The secretary of state’s office has no authority to order county officials to follow directions from his office, Kobach told the judge.

“We ask them to do things,” Kobach said. “We plead with them to do things. But sometimes we are frustrated.”

The ACLU also wants Kobach to correct erroneous and misleading information in the state’s official election manual to make clear that, for now, those voters are exempt from the state’s proof-of-citizenship requirements. Rather than correcting information in the online election manual, Kobach removed it from the secretary of state’s website.

Kobach said he took the manual offline because Caskey intended to update it. He said he deferred to Caskey to decide when the changes would be made but the revisions would take several months.

“Isn’t one of the advantages of having the manual online is that they can be modified quickly,” said Robinson, who later added it was a “ridiculous system” to take so long to change a few sentences in the manual.

Robinson did not indicate when she would issue a ruling on the contempt motion.

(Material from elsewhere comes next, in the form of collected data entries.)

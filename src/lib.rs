//! Farmhand: multi-account command orchestration for chat-driven economy
//! services.
//!
//! Each configured account runs an independent session that works, collects
//! role income, pays a tier-based commission and sweeps its cash into the
//! bank. Replies arrive asynchronously on a shared channel and are classified
//! by [`classifier`] before the session decides its next step.

pub mod account;
pub mod bootstrap;
pub mod classifier;
pub mod config;
pub mod coordinator;
pub mod error;
pub mod executor;
pub mod report;
pub mod session;
pub mod settings;
pub mod tally;
pub mod transport;

pub use account::{CommissionRates, Credential, Tier};
pub use coordinator::{Coordinator, RunSummary};
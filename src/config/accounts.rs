use std::collections::HashSet;

use crate::account::{Credential, Tier};
use crate::config::helpers::{first_non_empty_env, normalize_env_value};
use crate::error::ConfigError;

/// Env keys holding each tier's comma-separated token list, canonical first.
const TOKEN_KEYS: [(Tier, &[&str]); 4] = [
    (Tier::Master, &["MASTER_TOKENS", "MASTER_TOKEN"]),
    (Tier::TierA, &["TIER_A_TOKENS", "TOKEN_5K"]),
    (Tier::TierB, &["TIER_B_TOKENS", "TOKEN_15K"]),
    (Tier::TierC, &["TIER_C_TOKENS", "TOKEN_30K"]),
];

/// Credentials to drive, in tier order.
#[derive(Debug, Clone)]
pub struct AccountsConfig {
    pub credentials: Vec<Credential>,
}

impl AccountsConfig {
    pub(crate) fn resolve() -> Result<Self, ConfigError> {
        let mut lists = Vec::with_capacity(TOKEN_KEYS.len());
        for (tier, keys) in TOKEN_KEYS {
            lists.push((tier, first_non_empty_env(keys)?.unwrap_or_default()));
        }
        Self::from_lists(lists.iter().map(|(tier, raw)| (*tier, raw.as_str())))
    }

    /// Build from `(tier, "tok1,tok2")` pairs.
    pub fn from_lists<'a>(
        lists: impl IntoIterator<Item = (Tier, &'a str)>,
    ) -> Result<Self, ConfigError> {
        let mut seen: HashSet<String> = HashSet::new();
        let mut credentials = Vec::new();

        for (tier, raw) in lists {
            let tokens = raw
                .split(',')
                .map(normalize_env_value)
                .filter(|token| !token.is_empty());
            for (index, token) in tokens.enumerate() {
                let label = format!("{tier}#{}", index + 1);
                if !seen.insert(token.clone()) {
                    return Err(ConfigError::DuplicateCredential { label });
                }
                credentials.push(Credential::new(token, tier, label));
            }
        }

        if credentials.is_empty() {
            return Err(ConfigError::NoCredentials);
        }
        Ok(Self { credentials })
    }

    /// Whether any account owes commission.
    pub fn has_commission_accounts(&self) -> bool {
        self.credentials
            .iter()
            .any(|credential| credential.tier().pays_commission())
    }

    pub fn count(&self, tier: Tier) -> usize {
        self.credentials
            .iter()
            .filter(|credential| credential.tier() == tier)
            .count()
    }
}

#[cfg(test)]
mod tests {
    use secrecy::ExposeSecret;

    use super::*;

    #[test]
    fn labels_are_numbered_per_tier() {
        let accounts = AccountsConfig::from_lists([
            (Tier::Master, "m1"),
            (Tier::TierA, " a1 , 'a2',, "),
            (Tier::TierB, ""),
        ])
        .unwrap();

        let labels: Vec<&str> = accounts.credentials.iter().map(Credential::label).collect();
        assert_eq!(labels, vec!["master#1", "tier_a#1", "tier_a#2"]);
        assert_eq!(accounts.credentials[2].secret().expose_secret(), "a2");
        assert_eq!(accounts.count(Tier::TierA), 2);
        assert!(accounts.has_commission_accounts());
    }

    #[test]
    fn duplicate_tokens_are_rejected_across_tiers() {
        let err = AccountsConfig::from_lists([(Tier::Master, "same"), (Tier::TierC, "other,same")])
            .unwrap_err();
        match err {
            ConfigError::DuplicateCredential { label } => assert_eq!(label, "tier_c#2"),
            other => panic!("unexpected error: {other}"),
        }
    }

    #[test]
    fn empty_lists_mean_no_credentials() {
        assert!(matches!(
            AccountsConfig::from_lists([(Tier::Master, " , ")]),
            Err(ConfigError::NoCredentials)
        ));
    }
}
use std::str::FromStr;
use std::time::Duration;

use rust_decimal::Decimal;

use crate::account::CommissionRates;
use crate::config::helpers::{optional_env, parse_env_or, positive_env_or};
use crate::error::ConfigError;
use crate::executor::RetryPolicy;
use crate::settings::Settings;

/// Session pacing and deadlines.
#[derive(Debug, Clone, Copy, PartialEq, Eq)]
pub struct TimingConfig {
    pub settle_delay: Duration,
    pub work_reply_timeout: Duration,
    pub collect_reply_timeout: Duration,
    pub account_budget: Duration,
    pub history_limit: usize,
}

impl TimingConfig {
    pub(crate) fn resolve(settings: &Settings) -> Result<Self, ConfigError> {
        let timing = &settings.timing;
        let history_limit =
            parse_env_or("HISTORY_LIMIT", timing.history_limit, "a positive integer")?;
        if history_limit == 0 {
            return Err(ConfigError::InvalidValue {
                key: "HISTORY_LIMIT".to_string(),
                message: "must be > 0".to_string(),
            });
        }

        Ok(Self {
            settle_delay: Duration::from_millis(parse_env_or(
                "SETTLE_DELAY_MS",
                timing.settle_delay_ms,
                "a non-negative integer",
            )?),
            work_reply_timeout: Duration::from_millis(positive_env_or(
                "WORK_REPLY_TIMEOUT_MS",
                timing.work_reply_timeout_ms,
            )?),
            collect_reply_timeout: Duration::from_millis(positive_env_or(
                "COLLECT_REPLY_TIMEOUT_MS",
                timing.collect_reply_timeout_ms,
            )?),
            account_budget: Duration::from_secs(positive_env_or(
                "ACCOUNT_TIMEOUT_SECS",
                timing.account_timeout_secs,
            )?),
            history_limit,
        })
    }
}

pub(crate) fn resolve_retry(settings: &Settings) -> Result<RetryPolicy, ConfigError> {
    let timing = &settings.timing;
    let max_retries = parse_env_or(
        "COMMAND_MAX_RETRIES",
        timing.command_max_retries,
        "a positive integer",
    )?;
    if max_retries == 0 {
        return Err(ConfigError::InvalidValue {
            key: "COMMAND_MAX_RETRIES".to_string(),
            message: "must be > 0".to_string(),
        });
    }

    Ok(RetryPolicy {
        max_retries,
        base_delay: Duration::from_millis(positive_env_or(
            "COMMAND_RETRY_BASE_DELAY_MS",
            timing.command_retry_base_delay_ms,
        )?),
        rate_limit_margin: Duration::from_millis(parse_env_or(
            "RATE_LIMIT_MARGIN_MS",
            timing.rate_limit_margin_ms,
            "a non-negative integer",
        )?),
    })
}

fn parse_rate(key: &str, fallback: &str) -> Result<Decimal, ConfigError> {
    let raw = optional_env(key)?.unwrap_or_else(|| fallback.to_string());
    let rate = Decimal::from_str(raw.trim()).map_err(|e| ConfigError::InvalidValue {
        key: key.to_string(),
        message: format!("must be a decimal: {e}"),
    })?;
    if rate < Decimal::ZERO || rate > Decimal::ONE {
        return Err(ConfigError::InvalidValue {
            key: key.to_string(),
            message: format!("must be between 0 and 1, got {rate}"),
        });
    }
    Ok(rate)
}

pub(crate) fn resolve_rates(settings: &Settings) -> Result<CommissionRates, ConfigError> {
    let commission = &settings.commission;
    Ok(CommissionRates::new(
        parse_rate("TIER_A_RATE", &commission.tier_a_rate)?,
        parse_rate("TIER_B_RATE", &commission.tier_b_rate)?,
        parse_rate("TIER_C_RATE", &commission.tier_c_rate)?,
    ))
}
//! Run coordinator: one concurrent session per credential.

use std::collections::HashSet;
use std::sync::Arc;
use std::time::Duration;

use chrono::{DateTime, Utc};
use futures::future::join_all;
use tokio::time::Instant;
use uuid::Uuid;

use crate::account::Credential;
use crate::error::{ConfigError, SessionError};
use crate::executor::{CommandExecutor, RetryPolicy};
use crate::report::ReportSink;
use crate::session::{AccountSession, CommissionGate, SessionSettings};
use crate::tally::{AccountResult, RunTally, TallyHandle, spawn_aggregator};
use crate::transport::Transport;

/// State owned by one run, created at its start and consumed at its end.
pub struct RunContext {
    pub run_id: Uuid,
    pub started_at: DateTime<Utc>,
    started: Instant,
    tally: TallyHandle,
    gate: CommissionGate,
}

impl RunContext {
    fn new(tally: TallyHandle) -> Self {
        Self {
            run_id: Uuid::new_v4(),
            started_at: Utc::now(),
            started: Instant::now(),
            tally,
            gate: CommissionGate::new(),
        }
    }

    pub fn elapsed(&self) -> Duration {
        self.started.elapsed()
    }
}

/// What a completed run hands to the report sink.
#[derive(Debug, Clone)]
pub struct RunSummary {
    pub run_id: Uuid,
    pub started_at: DateTime<Utc>,
    pub elapsed: Duration,
    pub tally: RunTally,
}

impl RunSummary {
    /// Average wall time per account.
    pub fn per_account(&self) -> Duration {
        match u32::try_from(self.tally.total()) {
            Ok(0) | Err(_) => Duration::ZERO,
            Ok(n) => self.elapsed / n,
        }
    }

    /// Success rate in percent.
    pub fn success_rate(&self) -> f64 {
        let total = self.tally.total();
        if total == 0 {
            return 0.0;
        }
        self.tally.succeeded() as f64 * 100.0 / total as f64
    }
}

pub struct Coordinator {
    transport: Arc<dyn Transport>,
    settings: Arc<SessionSettings>,
    executor: CommandExecutor,
    report: Arc<dyn ReportSink>,
}

impl Coordinator {
    pub fn new(
        transport: Arc<dyn Transport>,
        settings: Arc<SessionSettings>,
        retry: RetryPolicy,
        report: Arc<dyn ReportSink>,
    ) -> Self {
        Self {
            transport,
            settings,
            executor: CommandExecutor::new(retry),
            report,
        }
    }

    /// Run every credential to completion and report the tally.
    ///
    /// Only an empty credential list or a repeated label is an error;
    /// per-account failures are part of the returned summary.
    pub async fn run_all(&self, credentials: &[Credential]) -> Result<RunSummary, ConfigError> {
        if credentials.is_empty() {
            return Err(ConfigError::NoCredentials);
        }
        let mut labels = HashSet::new();
        if let Some(duplicate) = credentials
            .iter()
            .find(|credential| !labels.insert(credential.label()))
        {
            return Err(ConfigError::DuplicateCredential {
                label: duplicate.label().to_string(),
            });
        }

        let (tally, aggregator) = spawn_aggregator();
        let context = RunContext::new(tally);
        tracing::info!(
            run_id = %context.run_id,
            accounts = credentials.len(),
            "starting run"
        );

        // Tickets are issued before any session starts so a fast master
        // cannot observe an empty gate.
        let sessions: Vec<AccountSession> = credentials
            .iter()
            .map(|credential| {
                let session = AccountSession::new(
                    credential.clone(),
                    Arc::clone(&self.transport),
                    self.executor,
                    Arc::clone(&self.settings),
                    context.tally.clone(),
                    context.gate.clone(),
                );
                if credential.tier().pays_commission() {
                    session.with_ticket(context.gate.ticket())
                } else {
                    session
                }
            })
            .collect();

        let handles: Vec<_> = sessions
            .into_iter()
            .map(|session| tokio::spawn(session.run()))
            .collect();

        for (credential, joined) in credentials.iter().zip(join_all(handles).await) {
            if let Err(e) = joined {
                let reason = SessionError::Aborted {
                    reason: e.to_string(),
                };
                tracing::error!(
                    account = %credential.label(),
                    error = %reason,
                    "session task died"
                );
                context.tally.finished(AccountResult::failed(
                    credential.label(),
                    credential.tier(),
                    reason.to_string(),
                ));
            }
        }

        let elapsed = context.elapsed();
        let RunContext {
            run_id,
            started_at,
            tally,
            ..
        } = context;
        drop(tally);
        let tally = aggregator.await.unwrap_or_else(|e| {
            tracing::error!(error = %e, "tally aggregator failed");
            RunTally::default()
        });

        let summary = RunSummary {
            run_id,
            started_at,
            elapsed,
            tally,
        };
        tracing::info!(
            run_id = %summary.run_id,
            succeeded = summary.tally.succeeded(),
            total = summary.tally.total(),
            elapsed_ms = summary.elapsed.as_millis() as u64,
            "run complete"
        );

        if let Err(e) = self.report.deliver(&summary).await {
            tracing::warn!(error = %e, "report delivery failed");
        }
        Ok(summary)
    }
}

Kobach was held in contempt of court last year for misleading the court about the contents of documents he was photographed taking into a November meeting with then President-elect Donald Trump. The court fined Kobach $1,000 and ordered him to testify about the documents.

Earlier in the case, contempt proceedings against him that had been scheduled before the 2016 election were halted after Kobach agreed to allow thousands of voters to cast traditional ballots, rather than force them to use provisional ones.